Although curing cancer remains a challenge, medical advancements have successfully transitioned many types of cancer from a rapidly fatal disease to a chronic disease. After their initial treatments, patients may experience a few disease recurrences and receive different salvage treatments after each such recurrence. That is, cancer patients usually experience the following process:
This is a long and complicated process. For many forms of cancer, a number of therapeutic options are available at the initial and at subsequent salvage treatment stages. In these circumstances, instead of considering only the effect of a treatment on the time to the next disease recurrence, it is important to understand the long-term effects of each treatment on the overall survival time. Optimizing treatment decisions during this process can minimize treatment toxicity, reduce drug resistance, prolong the survival time, and enhance the patient’s quality of life.
The duration of disease-free survival is commonly used in medical research to compare different treatments. This method considers the time to disease recurrence or death, whichever happens first. Equating death with disease recurrence in this manner does not give sufficient penalty to treatments associated with high death rates. This is a serious problem when the lifetime after disease recurrence can be substantial. Consequently, disease-free survival is not the best basis for making treatment decisions.
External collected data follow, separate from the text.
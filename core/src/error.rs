use std::path::PathBuf;
use std::time::Duration;

use thiserror::Error;

/// Failures returned by the ingestion buffer.
#[derive(Debug, Error, Clone, PartialEq, Eq)]
pub enum BufferError {
    #[error("ingestion buffer is closed")]
    Closed,
    #[error("ingestion buffer is full ({capacity} records pending)")]
    Backpressure { capacity: usize },
}

/// Failures returned by a persistence store.
#[derive(Debug, Error)]
pub enum SinkError {
    #[error("persistence store unavailable: {0}")]
    Unavailable(String),
    #[error("record id {id:?} is invalid: {reason}")]
    Schema { id: String, reason: &'static str },
    #[error("persistence write timed out after {0:?}")]
    Timeout(Duration),
}

impl SinkError {
    /// Schema errors are deterministic; retrying the same batch cannot succeed.
    pub fn is_retryable(&self) -> bool {
        !matches!(self, SinkError::Schema { .. })
    }
}

impl From<sled::Error> for SinkError {
    fn from(err: sled::Error) -> Self {
        SinkError::Unavailable(err.to_string())
    }
}

impl From<bincode::Error> for SinkError {
    fn from(err: bincode::Error) -> Self {
        SinkError::Unavailable(format!("row encoding: {err}"))
    }
}

/// Failures surfaced by an ingestion source.
#[derive(Debug, Error)]
pub enum SourceError {
    #[error("ingestion source is rate limited (retry after {retry_after:?})")]
    RateLimited { retry_after: Option<Duration> },
    #[error("ingestion source closed unexpectedly: {0}")]
    Closed(String),
    #[error(transparent)]
    Io(#[from] std::io::Error),
}

impl SourceError {
    pub fn is_retryable(&self) -> bool {
        matches!(self, SourceError::RateLimited { .. })
    }
}

/// A raw record that cannot be admitted; logged and skipped.
#[derive(Debug, Error, Clone, PartialEq, Eq)]
pub enum MalformedRecord {
    #[error("missing required field `{0}`")]
    MissingField(&'static str),
    #[error("invalid id {id:?}: {reason}")]
    InvalidId { id: String, reason: &'static str },
    #[error("invalid timestamp {0:?}")]
    InvalidTimestamp(String),
    #[error("unparseable record: {0}")]
    Unparseable(String),
}

/// Invalid or unreadable configuration.
#[derive(Debug, Error)]
pub enum ConfigError {
    #[error("invalid configuration: {0}")]
    Invalid(String),
    #[error("cannot read {path}: {source}")]
    Read {
        path: PathBuf,
        #[source]
        source: std::io::Error,
    },
    #[error("cannot parse config {path}: {source}")]
    Parse {
        path: PathBuf,
        #[source]
        source: serde_json::Error,
    },
    #[error("lexicon {path} line {line}: {reason}")]
    Lexicon {
        path: PathBuf,
        line: usize,
        reason: String,
    },
}

/// Fatal errors that stop the pipeline.
#[derive(Debug, Error)]
pub enum PipelineError {
    #[error(transparent)]
    Config(#[from] ConfigError),
    #[error("ingestion failed: {0}")]
    Ingestion(#[source] SourceError),
    #[error("persistence failed after {attempts} attempts: {source}")]
    Sink {
        attempts: u32,
        #[source]
        source: SinkError,
    },
    #[error("pipeline task aborted: {0}")]
    Aborted(String),
}

impl PipelineError {
    /// Process exit status for this failure.
    pub fn exit_code(&self) -> u8 {
        match self {
            PipelineError::Config(_) => 2,
            _ => 1,
        }
    }
}
use tracing_subscriber::{EnvFilter, layer::SubscriberExt, util::SubscriberInitExt};

pub fn init_logging() -> Result<(), tracing_subscriber::util::TryInitError> {
    tracing_subscriber::registry()
        .with(EnvFilter::try_from_default_env().unwrap_or_else(|_| "info".into()))
        .with(tracing_subscriber::fmt::layer())
        .try_init()
}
A number of statistical methods have been developed to address the shortcomings of methods based on the end point of disease-free survival (73,74,75,76,77,78). We have been using frailty models to analyze recurrent events and a terminal event, such as death (73,74,75). We provide estimation of the effects on survival by treatment sequence (76). We provide new and easily implemented statistical approaches to optimize treatment sequences for recurrent diseases (77,78). The optimized treatment sequences are personalized; that is, treatment decisions depend on a patient’s previous response, current disease status, characteristics, and genetic biomarkers. These methods can be applied to data from randomized or nonrandomized studies.
The importance of dealing with the problem of informative censoring is well known in statistics, but it remains a challenge. We have developed a frailty model for informative censoring (79) and a test for informative censoring in clustered survival data (80). They can be used to test the presence of informative censoring, to estimate the degree of association between censoring and the risks affecting survival, and to estimate treatment effects while accounting for the informative censoring. This model can also be used to assess the correlation between different competing risks. We have developed a method for conducting sensitivity tests for survival analysis (81).
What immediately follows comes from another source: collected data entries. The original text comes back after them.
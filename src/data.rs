use crate::error::ExportError;
use crate::format::cell_text;
use polars::prelude::*;
use serde_json::{Map, Value};
use std::fs::File;
use std::path::Path;

/// Builds a string-typed frame from preview rows; nulls and missing keys stay null.
pub fn rows_to_dataframe(
    columns: &[String],
    rows: &[&Map<String, Value>],
) -> PolarsResult<DataFrame> {
    let cols: Vec<Column> = columns
        .iter()
        .map(|name| {
            let values: Vec<Option<String>> = rows
                .iter()
                .map(|row| match row.get(name) {
                    None | Some(Value::Null) => None,
                    Some(v) => Some(cell_text(v)),
                })
                .collect();
            Column::new(PlSmallStr::from(name.as_str()), values)
        })
        .collect();
    DataFrame::new(cols)
}

pub fn write_csv<P: AsRef<Path>>(path: P, df: &mut DataFrame) -> Result<(), ExportError> {
    let mut file = File::create(path)?;
    CsvWriter::new(&mut file).include_header(true).finish(df)?;
    Ok(())
}

pub fn export_rows_csv<P: AsRef<Path>>(
    path: P,
    columns: &[String],
    rows: &[&Map<String, Value>],
) -> Result<usize, ExportError> {
    let mut df = rows_to_dataframe(columns, rows)?;
    write_csv(path, &mut df)?;
    Ok(df.height())
}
Screening for risk factors or early evidence of disease is important for cancer prevention. The distribution of the preclinical duration of cancer is unobservable, but knowledge of this distribution would be of great help in many situations. For example, such knowledge can help in making recommendations about optimal cancer-screening frequencies. We have developed a nonparametric method to estimate the preclinical duration distribution using data from a randomized early cancer detection trial (82). This estimation method is expected to have good practical use.
An important aspect of modern cancer research is the identification of molecular and genetic markers that predict an individual’s cancer risk and future response to a treatment and the validation of these identified markers. We have provided a method to use in building and validating a prognostic index for biomarker studies (83). This method is especially useful when there are many markers under consideration, which is currently true of typical biomarker trials because of the use of high-throughput arrays and other modern biomedical technologies.
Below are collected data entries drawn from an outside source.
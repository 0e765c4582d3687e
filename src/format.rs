//! Pure display helpers shared by the widgets.

use chrono::{DateTime, Local, NaiveDate, NaiveDateTime, TimeZone};
use serde_json::Value;

const SIZE_UNITS: [&str; 4] = ["Bytes", "KB", "MB", "GB"];
const CELL_MAX_CHARS: usize = 50;

/// `0 → "0 Bytes"`, `1536 → "1.5 KB"`, `2048 → "2 KB"`.
pub fn format_file_size(bytes: u64) -> String {
    if bytes == 0 {
        return "0 Bytes".to_string();
    }
    let mut idx = 0;
    while idx + 1 < SIZE_UNITS.len() && bytes >= 1024u64.pow(idx as u32 + 1) {
        idx += 1;
    }
    let scaled = bytes as f64 / 1024u64.pow(idx as u32) as f64;
    let rounded = (scaled * 100.0).round() / 100.0;
    format!("{} {}", rounded, SIZE_UNITS[idx])
}

/// Accepts RFC 3339, `YYYY-MM-DD HH:MM:SS`, `YYYY-MM-DDTHH:MM:SS` and `YYYY-MM-DD`.
/// Naive timestamps are read as local time.
pub fn parse_timestamp(raw: &str) -> Option<DateTime<Local>> {
    let raw = raw.trim();
    if let Ok(dt) = DateTime::parse_from_rfc3339(raw) {
        return Some(dt.with_timezone(&Local));
    }
    let naive = NaiveDateTime::parse_from_str(raw, "%Y-%m-%d %H:%M:%S")
        .or_else(|_| NaiveDateTime::parse_from_str(raw, "%Y-%m-%dT%H:%M:%S%.f"))
        .ok()
        .or_else(|| {
            NaiveDate::parse_from_str(raw, "%Y-%m-%d")
                .ok()
                .and_then(|d| d.and_hms_opt(0, 0, 0))
        })?;
    Local.from_local_datetime(&naive).earliest()
}

/// Relative for the last week, absolute date otherwise. Unparseable input is
/// returned unchanged.
pub fn format_date(raw: &str, now: DateTime<Local>) -> String {
    let Some(date) = parse_timestamp(raw) else {
        return raw.to_string();
    };
    let diff_ms = (now - date).num_milliseconds().unsigned_abs();
    let day_ms = 24 * 60 * 60 * 1000;
    let diff_days = diff_ms.div_ceil(day_ms);
    match diff_days {
        0 => "Today".to_string(),
        1 => "Yesterday".to_string(),
        n if n < 7 => format!("{} days ago", n),
        _ => date.format("%Y-%m-%d").to_string(),
    }
}

/// `1234567 → "1,234,567"`.
pub fn with_thousands(n: u64) -> String {
    let digits = n.to_string();
    let mut out = String::with_capacity(digits.len() + digits.len() / 3);
    for (i, ch) in digits.chars().enumerate() {
        if i > 0 && (digits.len() - i) % 3 == 0 {
            out.push(',');
        }
        out.push(ch);
    }
    out
}

fn format_number(n: f64) -> String {
    if n.fract() == 0.0 && n.abs() < 1e15 {
        let sign = if n < 0.0 { "-" } else { "" };
        return format!("{}{}", sign, with_thousands(n.abs() as u64));
    }
    let rounded = (n * 1000.0).round() / 1000.0;
    let sign = if rounded < 0.0 { "-" } else { "" };
    let text = format!("{}", rounded.abs());
    match text.split_once('.') {
        Some((int_part, frac)) => match int_part.parse::<u64>() {
            Ok(i) => format!("{}{}.{}", sign, with_thousands(i), frac),
            Err(_) => format!("{}{}", sign, text),
        },
        None => format!("{}{}", sign, text),
    }
}

/// `"100 rows • 4 columns"`, or `None` when either count is unknown.
pub fn format_shape(rows: Option<u64>, columns: Option<u64>) -> Option<String> {
    match (rows, columns) {
        (Some(r), Some(c)) => Some(format!("{} rows • {} columns", with_thousands(r), c)),
        _ => None,
    }
}

/// String form used for searching: strings unquoted, everything else as JSON.
pub fn cell_text(value: &Value) -> String {
    match value {
        Value::String(s) => s.clone(),
        other => other.to_string(),
    }
}

/// Display form of a table cell: empty → "—", numbers with separators, long text
/// truncated.
pub fn format_cell_value(value: Option<&Value>) -> String {
    match value {
        None | Some(Value::Null) => "—".to_string(),
        Some(Value::String(s)) if s.is_empty() => "—".to_string(),
        Some(Value::Number(n)) => match n.as_f64() {
            Some(f) => format_number(f),
            None => n.to_string(),
        },
        Some(other) => truncate(&cell_text(other), CELL_MAX_CHARS),
    }
}

pub fn truncate(text: &str, max_chars: usize) -> String {
    if text.chars().count() <= max_chars {
        return text.to_string();
    }
    let head: String = text.chars().take(max_chars).collect();
    format!("{}...", head)
}

/// `"int64" → "int"`, `"object" → "object"`.
pub fn simplify_dtype(dtype: &str) -> &str {
    dtype.split("64").next().unwrap_or(dtype)
}

#[derive(Debug, Clone, Copy, PartialEq, Eq)]
pub enum FileKind {
    Csv,
    Excel,
    Other,
}

pub fn extension(filename: &str) -> Option<String> {
    let (_, ext) = filename.rsplit_once('.')?;
    if ext.is_empty() {
        return None;
    }
    Some(ext.to_ascii_lowercase())
}

pub fn file_kind(filename: &str) -> FileKind {
    match extension(filename).as_deref() {
        Some("csv") => FileKind::Csv,
        Some("xlsx") | Some("xls") => FileKind::Excel,
        _ => FileKind::Other,
    }
}

/// Badge text: the upper-cased extension.
pub fn file_badge(filename: &str) -> String {
    extension(filename)
        .map(|e| e.to_ascii_uppercase())
        .unwrap_or_else(|| "Unknown".to_string())
}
The statistical analyses we have conducted for numerous biomarker studies are crucial for the translation of laboratory research results into clinical innovations, with a frequent goal of replacing toxic chemotherapies with safe and effective targeted therapies. A good example of targeted therapy is the use of tyrosine kinase inhibitors (TKIs, such as imatinib) to successfully control chronic myeloid leukemia (CML). Working with the Department of Leukemia, we found that CCL3 (MIP-1a) plasma levels were associated with the risk of disease progression in chronic lymphocytic leukemia (CLL) (84). Then, we helped design a phase I/II study to determine the effects of an Syk-JAK inhibitor on this biomarker. We also found that DNA methylation predicted survival and response to therapy in patients with MDS (28). Another finding was that the gene that produces the protein survivin was highly expressed in leukemic stem cells and predicted poor clinical outcomes in AML (85). These are examples of the biomarker discoveries to which we have contributed (86,87,88,89,90,91,92,93,94).